Waktu hampir melewati pukul sepuluh malam, panggung megah Parikrama Parahyangan secara resmi ditutup dengan lagu jazz bernuansa timur tengah, “Spirit of Peace”. Lagu ini dapat dilihat sebagai “pemersatu” para penonton di mana maestro kendang Endang Ramdan berinteraksi dengan mereka melalui “permainan” mengikuti nada kendang melalui tepukan tangan. Kasih Kurnia Indah, mahasiswi Integrated Arts Unpar dan pengaba penutup konser Parikrama Parahyangan, mengatakan bahwa ia merasa sangat gugup sebelum konser ini dimulai.

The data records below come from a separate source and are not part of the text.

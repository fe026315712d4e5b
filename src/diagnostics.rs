//! Convergence diagnostics for multi-chain runs: split R-hat and effective
//! sample size, plus a rendered summary table.
//!
//! Definitions follow Vehtari et al. (2021), "Rank-normalization, folding,
//! and localization: An improved R-hat for assessing convergence of MCMC"
//! (without the rank-normalization refinement).

use crate::sampler::SampleResult;

/// Per-coordinate diagnostic summary.
#[derive(Debug, Clone)]
pub struct ParamDiagnostics {
    pub name: String,
    pub mean: f64,
    pub std: f64,
    pub r_hat: f64,
    pub ess: f64,
}

/// Diagnostics for a full sampling run.
#[derive(Debug, Clone)]
pub struct DiagnosticsReport {
    pub params: Vec<ParamDiagnostics>,
    pub num_chains: usize,
    pub num_draws: usize,
    pub accept_rates: Vec<f64>,
}

impl DiagnosticsReport {
    pub fn from_result(result: &SampleResult) -> Self {
        let num_chains = result.samples.len();
        let num_draws = result.samples.first().map_or(0, |c| c.len());
        let n_params = result.param_names.len();

        let mut params = Vec::with_capacity(n_params);
        for pidx in 0..n_params {
            let chains: Vec<Vec<f64>> = result
                .samples
                .iter()
                .map(|chain| chain.iter().map(|draw| draw[pidx]).collect())
                .collect();

            let pooled: Vec<f64> = chains.iter().flatten().copied().collect();
            let mean = mean(&pooled);
            let std = {
                let ss: f64 = pooled.iter().map(|&v| (v - mean) * (v - mean)).sum();
                (ss / (pooled.len().saturating_sub(1)).max(1) as f64).sqrt()
            };

            params.push(ParamDiagnostics {
                name: result.param_names[pidx].clone(),
                mean,
                std,
                r_hat: split_r_hat(&chains),
                ess: effective_sample_size(&chains),
            });
        }

        Self {
            params,
            num_chains,
            num_draws,
            accept_rates: result.accept_rates.clone(),
        }
    }

    /// Render the diagnostics as a formatted table string.
    pub fn to_table(&self) -> String {
        let mut lines = Vec::new();
        lines.push(format!(
            "{} chains x {} draws per chain",
            self.num_chains, self.num_draws
        ));
        lines.push(format!(
            "{:<10} {:>12} {:>12} {:>8} {:>8}",
            "Parameter", "mean", "std", "r_hat", "ess"
        ));
        lines.push("-".repeat(54));
        for p in &self.params {
            let ess = if p.ess.is_finite() {
                format!("{:.0}", p.ess)
            } else {
                "NaN".to_string()
            };
            lines.push(format!(
                "{:<10} {:>12.4} {:>12.4} {:>8.4} {:>8}",
                p.name, p.mean, p.std, p.r_hat, ess
            ));
        }
        lines.push("-".repeat(54));

        let avg_accept = mean(&self.accept_rates);
        lines.push(format!("Mean accept rate: {avg_accept:.2}"));

        if self.params.iter().any(|p| p.r_hat > 1.05 || !p.r_hat.is_finite()) {
            lines.push("warning: R-hat > 1.05 for some parameters; chains may not have converged".into());
        }
        if self.params.iter().any(|p| p.ess < 100.0) {
            lines.push("warning: ESS < 100 for some parameters; consider more draws or retuning".into());
        }

        lines.join("\n")
    }
}

fn mean(xs: &[f64]) -> f64 {
    xs.iter().sum::<f64>() / xs.len() as f64
}

fn variance(xs: &[f64], m: f64) -> f64 {
    if xs.len() < 2 {
        return f64::NAN;
    }
    xs.iter().map(|&x| (x - m) * (x - m)).sum::<f64>() / (xs.len() - 1) as f64
}

/// Halve every chain so within-chain trends show up as between-chain spread.
fn split(chains: &[Vec<f64>]) -> Vec<Vec<f64>> {
    let mut halves = Vec::with_capacity(chains.len() * 2);
    for chain in chains {
        let mid = chain.len() / 2;
        halves.push(chain[..mid].to_vec());
        halves.push(chain[mid..].to_vec());
    }
    halves
}

/// Split R-hat: a value near 1 is necessary (not sufficient) for convergence.
/// Chains too short to split into halves of at least two draws (below four
/// draws, including empty chains from a cancelled run) yield NaN.
pub fn split_r_hat(chains: &[Vec<f64>]) -> f64 {
    if chains.is_empty() || chains.iter().any(|c| c.len() < 4) {
        return f64::NAN;
    }
    let halves = split(chains);
    let m = halves.len() as f64;
    let n = halves[0].len() as f64;

    let half_means: Vec<f64> = halves.iter().map(|h| mean(h)).collect();
    let grand = mean(&half_means);

    let between = n / (m - 1.0)
        * half_means.iter().map(|&hm| (hm - grand) * (hm - grand)).sum::<f64>();
    let within = halves
        .iter()
        .zip(half_means.iter())
        .map(|(h, &hm)| variance(h, hm))
        .sum::<f64>()
        / m;

    if within < 1e-30 {
        return f64::NAN;
    }
    (((n - 1.0) / n * within + between / n) / within).sqrt()
}

/// Effective sample size via Geyer's initial positive sequence of
/// autocorrelation pair sums, over split chains. NaN for chains too short
/// to split, matching `split_r_hat`.
pub fn effective_sample_size(chains: &[Vec<f64>]) -> f64 {
    if chains.is_empty() || chains.iter().any(|c| c.len() < 4) {
        return f64::NAN;
    }
    let halves = split(chains);
    let m = halves.len() as f64;
    // Chains stopped by cancellation can differ in length; index by the
    // shortest half.
    let n = halves.iter().map(|h| h.len()).min().unwrap_or(0);
    let n_f = n as f64;

    let half_means: Vec<f64> = halves.iter().map(|h| mean(h)).collect();
    let within = halves
        .iter()
        .zip(half_means.iter())
        .map(|(h, &hm)| variance(h, hm))
        .sum::<f64>()
        / m;
    if within < 1e-30 {
        return f64::NAN;
    }

    let rho = |lag: usize| -> f64 {
        let mut acc = 0.0;
        for (half, &hm) in halves.iter().zip(half_means.iter()) {
            for t in 0..n - lag {
                acc += (half[t] - hm) * (half[t + lag] - hm);
            }
        }
        1.0 - (within - acc / (m * (n_f - 1.0))) / within
    };

    let mut tau = -1.0f64;
    let mut lag = 1;
    while lag + 1 < n {
        let pair = rho(lag) + rho(lag + 1);
        if pair < 0.0 {
            break;
        }
        tau += pair;
        lag += 2;
    }
    tau = tau.max(1.0 / (m * n_f));

    m * n_f / (1.0 + 2.0 * tau)
}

Namun, setelah melewati berbagai sesi latihan dan menyelesaikan konser ini dengan baik, Kasih merasa sangat lega dan terhormat karena dapat berkolaborasi dengan Dwiki Dharmawan.
Kasih juga menyatakan bahwa Dwiki telah membantunya untuk merasa lebih santai pada hari konser dimulai sehingga ia dapat menutup konser Parikrama Parahyangan dengan hati yang ringan.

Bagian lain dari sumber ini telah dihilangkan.